L’expérience montre que les projets en ligne progressent rarement comme prévu. Utilisateurs et professionnels doivent comprendre que l’informatique est en mutation permanente. C’est à cette condition seulement qu’il sera possible d’envisager des projets réalistes. Une approche judicieuse consisterait à mettre en œuvre les améliorations progressivement.

La clé du succès pour des caractéristiques bien pensées et préparées est d’inclure tous les utilisateurs finaux d’une entreprise, dont l’expérience et les retours sont indispensables.
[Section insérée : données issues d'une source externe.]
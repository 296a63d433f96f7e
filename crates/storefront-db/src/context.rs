//! The tenant context binder.
//!
//! Binds an RLS subject to a pooled connection for exactly one unit
//! of work. The session variable is global mutable state from the
//! database's point of view; this module maps it to per-request scope
//! by treating it as a resource with scoped acquisition:
//!
//! ```text
//! acquire lease → BEGIN → set_config(subject, transaction-local)
//!     → caller's queries → COMMIT (or ROLLBACK)
//! ```
//!
//! Per lease the states are `Unbound → Bound(subject) → Released`,
//! and the API makes the illegal orderings unrepresentable: callers
//! never see the connection before the bind completes, and the bound
//! connection only exists inside the closure.
//!
//! Scoping is transaction-local (`set_config(..., true)`), which
//! PostgreSQL clears on COMMIT and ROLLBACK — including the implicit
//! rollback sqlx issues when a transaction guard is dropped on an
//! error or cancellation path. A connection therefore always re-enters
//! the pool with no subject bound. If the bind itself fails we cannot
//! make that guarantee, so the physical connection is detached from
//! the pool and closed instead of returned.

use crate::error::DbError;
use futures::future::BoxFuture;
use sqlx::{Connection, PgConnection, PgPool};
use storefront_core::RlsSubject;

/// Name of the session setting the RLS policies read.
///
/// Must match `current_setting('app.current_rls_user_id', true)` in
/// the policy definitions (see `migrations/`).
pub const RLS_SUBJECT_SETTING: &str = "app.current_rls_user_id";

/// Run `op` on a connection bound to `subject`.
///
/// Acquires a lease from the pool (bounded wait, `PoolExhausted` on
/// timeout), opens a transaction, binds the subject with
/// transaction-local scope, and hands the bound connection to `op`.
/// On success the transaction is committed; on error it is rolled
/// back. Either way the subject cannot outlive the transaction.
///
/// Administrative identities must not come through here — they have
/// no subject and are served by [`crate::MaintenanceDatabase`].
///
/// # Errors
///
/// - `DbError::PoolExhausted` — no free connection within the
///   acquire timeout.
/// - `DbError::ContextBindFailed` — the `set_config` call failed; the
///   lease has been discarded and the request must fail.
/// - Any error returned by `op` (transaction rolled back).
///
/// # Example
///
/// ```rust,ignore
/// let customers = with_store_context(db.inner(), &subject, |conn| {
///     Box::pin(async move { Customer::list(conn).await })
/// })
/// .await?;
/// ```
pub async fn with_store_context<T, F>(
    pool: &PgPool,
    subject: &RlsSubject,
    op: F,
) -> Result<T, DbError>
where
    F: for<'c> FnOnce(&'c mut PgConnection) -> BoxFuture<'c, Result<T, DbError>>,
{
    let mut conn = pool.acquire().await.map_err(DbError::from_acquire)?;

    let mut tx = conn.begin().await.map_err(DbError::QueryFailed)?;

    if let Err(err) = bind_subject(&mut *tx, subject).await {
        // The connection's context state is unknown; it must not be
        // reused. Drop the guard, then take the connection out of the
        // pool for good.
        drop(tx);
        tracing::error!(
            error = %err,
            "RLS subject bind failed; discarding connection lease"
        );
        let _ = conn.detach().close().await;
        return Err(DbError::ContextBindFailed(err));
    }

    tracing::debug!(subject = %subject, "RLS subject bound (transaction-local)");

    match op(&mut *tx).await {
        Ok(value) => {
            tx.commit().await.map_err(DbError::QueryFailed)?;
            Ok(value)
        }
        Err(err) => {
            if let Err(rollback_err) = tx.rollback().await {
                tracing::warn!(error = %rollback_err, "rollback after failed unit of work");
            }
            Err(err)
        }
    }
}

/// Issue the transaction-local `set_config` for the subject.
///
/// The third argument (`is_local = true`) scopes the setting to the
/// current transaction, so commit and rollback both clear it.
async fn bind_subject(conn: &mut PgConnection, subject: &RlsSubject) -> Result<(), sqlx::Error> {
    sqlx::query("SELECT set_config($1, $2, true)")
        .bind(RLS_SUBJECT_SETTING)
        .bind(subject.as_str())
        .execute(conn)
        .await?;
    Ok(())
}

#[cfg(test)]
mod tests {
    use super::*;

    #[test]
    fn setting_name_matches_policy_definitions() {
        // The migrations hardcode this name in the policy predicates;
        // a rename must touch both places.
        assert_eq!(RLS_SUBJECT_SETTING, "app.current_rls_user_id");
    }

    // Behavior of the binder (isolation, reuse, discard-on-bind-failure)
    // is covered by the DB-backed tests in tests/store_isolation_test.rs.
}
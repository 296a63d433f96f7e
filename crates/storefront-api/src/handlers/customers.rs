//! Customer listing endpoint.

use crate::error::ApiError;
use axum::{Extension, Json};
use storefront_auth::Identity;
use storefront_db::models::Customer;
use storefront_db::{with_store_context, Database};

/// GET /api/customers — the caller's store's customers.
///
/// Runs inside the tenant context binder, so the RLS policy does the
/// filtering; there is no store clause in the query. Admin tokens are
/// rejected: maintenance work goes through the labeled bypass handle,
/// not this API.
pub async fn list_customers(
    Extension(identity): Extension<Identity>,
    Extension(db): Extension<Database>,
) -> Result<Json<Vec<Customer>>, ApiError> {
    let subject = identity.rls_subject().ok_or_else(|| {
        ApiError::Forbidden("Administrative tokens cannot access store data".to_string())
    })?;

    let customers = with_store_context(db.inner(), &subject, |conn| {
        Box::pin(async move { Ok(Customer::list(conn).await?) })
    })
    .await?;

    Ok(Json(customers))
}
//! Storefront demo API server.
//!
//! Wires the database pools, the auth service, and the router, then
//! serves with graceful shutdown. Two pools exist on purpose: the
//! application pool (RLS-governed) serves requests; the maintenance
//! pool (BYPASSRLS) only runs migrations at startup.

mod config;
mod logging;

use config::Config;
use std::net::SocketAddr;
use std::sync::Arc;
use storefront_api::middleware::JwtSecret;
use storefront_api::services::AuthService;
use storefront_db::{run_migrations, Database, MaintenanceDatabase, PoolConfig};
use tokio::signal;
use tracing::info;

#[tokio::main]
async fn main() {
    // Load configuration (fail-fast on missing required values)
    let config = match Config::from_env() {
        Ok(c) => c,
        Err(e) => {
            eprintln!("Error: {e}");
            std::process::exit(1);
        }
    };

    logging::init_logging(&config.rust_log);

    info!(
        version = env!("CARGO_PKG_VERSION"),
        host = %config.host,
        port = config.port,
        env = %config.app_env,
        "Starting store server"
    );

    match config.validate_security_config() {
        Ok(warnings) => {
            for warning in &warnings {
                tracing::warn!(target: "security", "{}", warning);
            }
        }
        Err(errors) => {
            for error in &errors {
                tracing::error!(target: "security", "{}", error);
            }
            eprintln!(
                "FATAL: insecure default(s) detected in production mode. \
                 Set a proper JWT_SECRET or use APP_ENV=development."
            );
            std::process::exit(1);
        }
    }

    let pool_config = PoolConfig::default();

    let db = match Database::connect(&config.database_url, &pool_config).await {
        Ok(db) => db,
        Err(e) => {
            tracing::error!("Failed to connect to database: {e}");
            std::process::exit(1);
        }
    };

    // Migrations need the maintenance role; without it we assume the
    // schema is managed externally.
    if let Some(ref maintenance_url) = config.database_url_maintenance {
        let maintenance = match MaintenanceDatabase::connect(maintenance_url, &pool_config).await {
            Ok(db) => db,
            Err(e) => {
                tracing::error!("Failed to connect to database (maintenance role): {e}");
                std::process::exit(1);
            }
        };
        if let Err(e) = run_migrations(&maintenance).await {
            tracing::error!("Migrations failed: {e}");
            std::process::exit(1);
        }
    } else {
        info!("DATABASE_URL_MAINTENANCE not set, skipping migrations");
    }

    let auth_service = Arc::new(AuthService::new(
        db.inner().clone(),
        config.jwt_secret.as_bytes().to_vec(),
        config.token_ttl_secs,
    ));

    let app = storefront_api::build_router(db, auth_service, JwtSecret(config.jwt_secret.clone()));

    let addr: SocketAddr = match config.bind_addr().parse() {
        Ok(a) => a,
        Err(e) => {
            tracing::error!("Invalid bind address '{}': {e}", config.bind_addr());
            std::process::exit(1);
        }
    };

    info!(%addr, "Server listening");

    let listener = match tokio::net::TcpListener::bind(addr).await {
        Ok(l) => l,
        Err(e) => {
            tracing::error!("Failed to bind to address {addr}: {e}");
            std::process::exit(1);
        }
    };

    if let Err(e) = axum::serve(listener, app)
        .with_graceful_shutdown(shutdown_signal())
        .await
    {
        tracing::error!("Server error: {e}");
        std::process::exit(1);
    }

    info!("Server shutdown complete");
}

/// Graceful shutdown signal handler.
async fn shutdown_signal() {
    let ctrl_c = async {
        match signal::ctrl_c().await {
            Ok(()) => {}
            Err(e) => {
                tracing::error!("Failed to install Ctrl+C handler: {e}");
                // Fall through - we still want to wait for terminate signal
            }
        }
    };

    #[cfg(unix)]
    let terminate = async {
        match signal::unix::signal(signal::unix::SignalKind::terminate()) {
            Ok(mut sig) => {
                sig.recv().await;
            }
            Err(e) => {
                tracing::error!("Failed to install SIGTERM handler: {e}");
                std::future::pending::<()>().await;
            }
        }
    };

    #[cfg(not(unix))]
    let terminate = std::future::pending::<()>();

    tokio::select! {
        () = ctrl_c => {
            info!("Received Ctrl+C, initiating graceful shutdown");
        }
        () = terminate => {
            info!("Received SIGTERM, initiating graceful shutdown");
        }
    }
}
use std::fmt;
use std::sync::Arc;

use serde_json::Value;
use tracing::{debug, error, info, warn};

use super::payload::{DecodedAction, StoreCommand, UserAction};
use crate::database::ports::user_accounts::UserAccountsRepository;
use crate::error::{ActionError, Result, StoreError, StoreResult};

/// Result of an action that matched at least one row.
#[derive(Debug, Clone, PartialEq, Eq)]
pub struct ActionOutcome {
    /// Tag as received from the caller.
    pub action: String,
    pub affected_rows: u64,
}

impl ActionOutcome {
    pub fn message(&self) -> String {
        format!("Action '{}' executed successfully", self.action)
    }
}

/// Turns one decoded action into one single-row statement and classifies
/// what happened.
#[derive(Clone)]
pub struct ActionDispatcher {
    store: Arc<dyn UserAccountsRepository>,
}

impl fmt::Debug for ActionDispatcher {
    fn fmt(&self, f: &mut fmt::Formatter<'_>) -> fmt::Result {
        f.debug_struct("ActionDispatcher")
            .field("store_ptr", &Arc::as_ptr(&self.store))
            .finish()
    }
}

impl StoreCommand {
    async fn execute(&self, store: &dyn UserAccountsRepository) -> StoreResult<u64> {
        match self {
            StoreCommand::Insert(user) => store.insert_user(user).await,
            StoreCommand::Update { username, update } => {
                store.update_field(username, update).await
            }
        }
    }
}

impl ActionDispatcher {
    pub fn new(store: Arc<dyn UserAccountsRepository>) -> Self {
        Self { store }
    }

    pub fn store(&self) -> Arc<dyn UserAccountsRepository> {
        Arc::clone(&self.store)
    }

    /// Parse and run a raw request body.
    pub async fn dispatch_body(&self, body: &[u8]) -> Result<ActionOutcome> {
        let decoded = UserAction::parse_body(body)?;
        self.dispatch(decoded).await
    }

    /// Decode and run an already-parsed payload.
    pub async fn dispatch_payload(&self, payload: &Value) -> Result<ActionOutcome> {
        let decoded = UserAction::from_payload(payload)?;
        self.dispatch(decoded).await
    }

    /// Run a decoded action.
    ///
    /// The statement runs on its own task so it completes even when the
    /// caller stops waiting (for example, the HTTP client disconnects).
    pub async fn dispatch(&self, decoded: DecodedAction) -> Result<ActionOutcome> {
        let DecodedAction { tag, action } = decoded;
        let kind = action.kind();
        debug!(
            action = %tag,
            kind = kind.tag(),
            username = action.username(),
            "dispatching user action"
        );

        let command = action.into_command();
        let store = Arc::clone(&self.store);
        let affected_rows = tokio::spawn(async move { command.execute(store.as_ref()).await })
            .await
            .map_err(|join_err| StoreError::TaskAborted(join_err.to_string()))
            .and_then(|result| result)
            .map_err(|cause| {
                error!(action = %tag, error = %cause, "user action failed");
                ActionError::execution(tag.clone(), cause)
            })?;

        if affected_rows == 0 {
            warn!(action = %tag, "user action matched no rows");
            return Err(ActionError::NotFound);
        }

        info!(action = %tag, affected_rows, "user action applied");
        Ok(ActionOutcome {
            action: tag,
            affected_rows,
        })
    }
}
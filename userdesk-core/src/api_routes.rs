//! HTTP paths served by userdesk, shared by the server and its tests.

/// Front-end page.
pub const INDEX: &str = "/";

/// Liveness plus store connectivity.
pub const HEALTH: &str = "/health";

/// Tagged mutation endpoint (POST only).
pub const USER_ACTION: &str = "/api/user-action";

/// Account listing (GET only).
pub const USERS: &str = "/api/usuarios";

/// English alias of [`USERS`].
pub const USERS_ALIAS: &str = "/api/users";
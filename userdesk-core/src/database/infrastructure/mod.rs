#[cfg(any(test, feature = "test-utils"))]
pub mod memory;

#[cfg(feature = "database")]
pub mod postgres;
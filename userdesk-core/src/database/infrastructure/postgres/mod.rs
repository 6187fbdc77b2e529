pub mod repositories;

use std::{fmt, time::Duration};

use sqlx::{PgPool, postgres::PgPoolOptions};
use tracing::info;

use crate::error::{StoreError, StoreResult};
use repositories::user_accounts::PostgresUserAccountsRepository;

/// Owns the connection pool shared by every request.
#[derive(Clone)]
pub struct PostgresDatabase {
    pool: PgPool,
    max_connections: u32,
    user_accounts: PostgresUserAccountsRepository,
}

impl fmt::Debug for PostgresDatabase {
    fn fmt(&self, f: &mut fmt::Formatter<'_>) -> fmt::Result {
        f.debug_struct("PostgresDatabase")
            .field("pool_size", &self.pool.size())
            .field("idle_connections", &self.pool.num_idle())
            .field("max_connections", &self.max_connections)
            .finish()
    }
}

impl PostgresDatabase {
    /// Open the pool and verify the server answers.
    pub async fn new(
        connection_string: &str,
        max_connections: u32,
    ) -> StoreResult<Self> {
        let pool = PgPoolOptions::new()
            .max_connections(max_connections)
            .max_lifetime(Duration::from_secs(1800))
            .idle_timeout(Duration::from_secs(600))
            .test_before_acquire(true)
            .connect(connection_string)
            .await
            .map_err(|e| {
                StoreError::Database(format!("Database connection failed: {}", e))
            })?;

        let database = Self::from_pool(pool, max_connections);
        database.ping().await?;

        info!(max_connections, "Database pool initialized");
        Ok(database)
    }

    pub fn from_pool(pool: PgPool, max_connections: u32) -> Self {
        let user_accounts = PostgresUserAccountsRepository::new(pool.clone());
        Self {
            pool,
            max_connections,
            user_accounts,
        }
    }

    pub fn pool(&self) -> &PgPool {
        &self.pool
    }

    pub fn user_accounts(&self) -> PostgresUserAccountsRepository {
        self.user_accounts.clone()
    }

    pub async fn ping(&self) -> StoreResult<()> {
        sqlx::query("SELECT 1")
            .execute(&self.pool)
            .await
            .map_err(|e| {
                StoreError::Database(format!(
                    "Database ping failed: {}",
                    e
                ))
            })?;
        Ok(())
    }
}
L’expérience montre également que confier un projet web à des personnes inexpérimentées dans des programmes en ligne ou n’ayant pas assez d’expérience dans l’expertise requise pour construire des systèmes dédiés, au motif qu’un regard neuf serait utile, a souvent été un échec.

En outre, il est extrêmement difficile de trouver des fournisseurs de technologies prêts à investir du temps dans la compréhension d’un projet et à contribuer à la rédaction de spécifications adaptées aux besoins des clients et du projet.

Il est grand temps de construire et d’offrir des services de règlement des différends en ligne au 21e siècle permettant à toute personne privée d’accès aux tribunaux et à la justice ou se trouvant dans des endroits reculés, de chercher réparation. Étant donné que des options existent et qu’elles peuvent offrir l’accès à la justice, empêcher un tel accès est un déni de justice. Construire des plateformes est réalisable avec l’expertise, le bon sens et la détermination. Nous ne pouvons pas arrêter le progrès et l’innovation, alors pourquoi ne pas rejoindre le processus.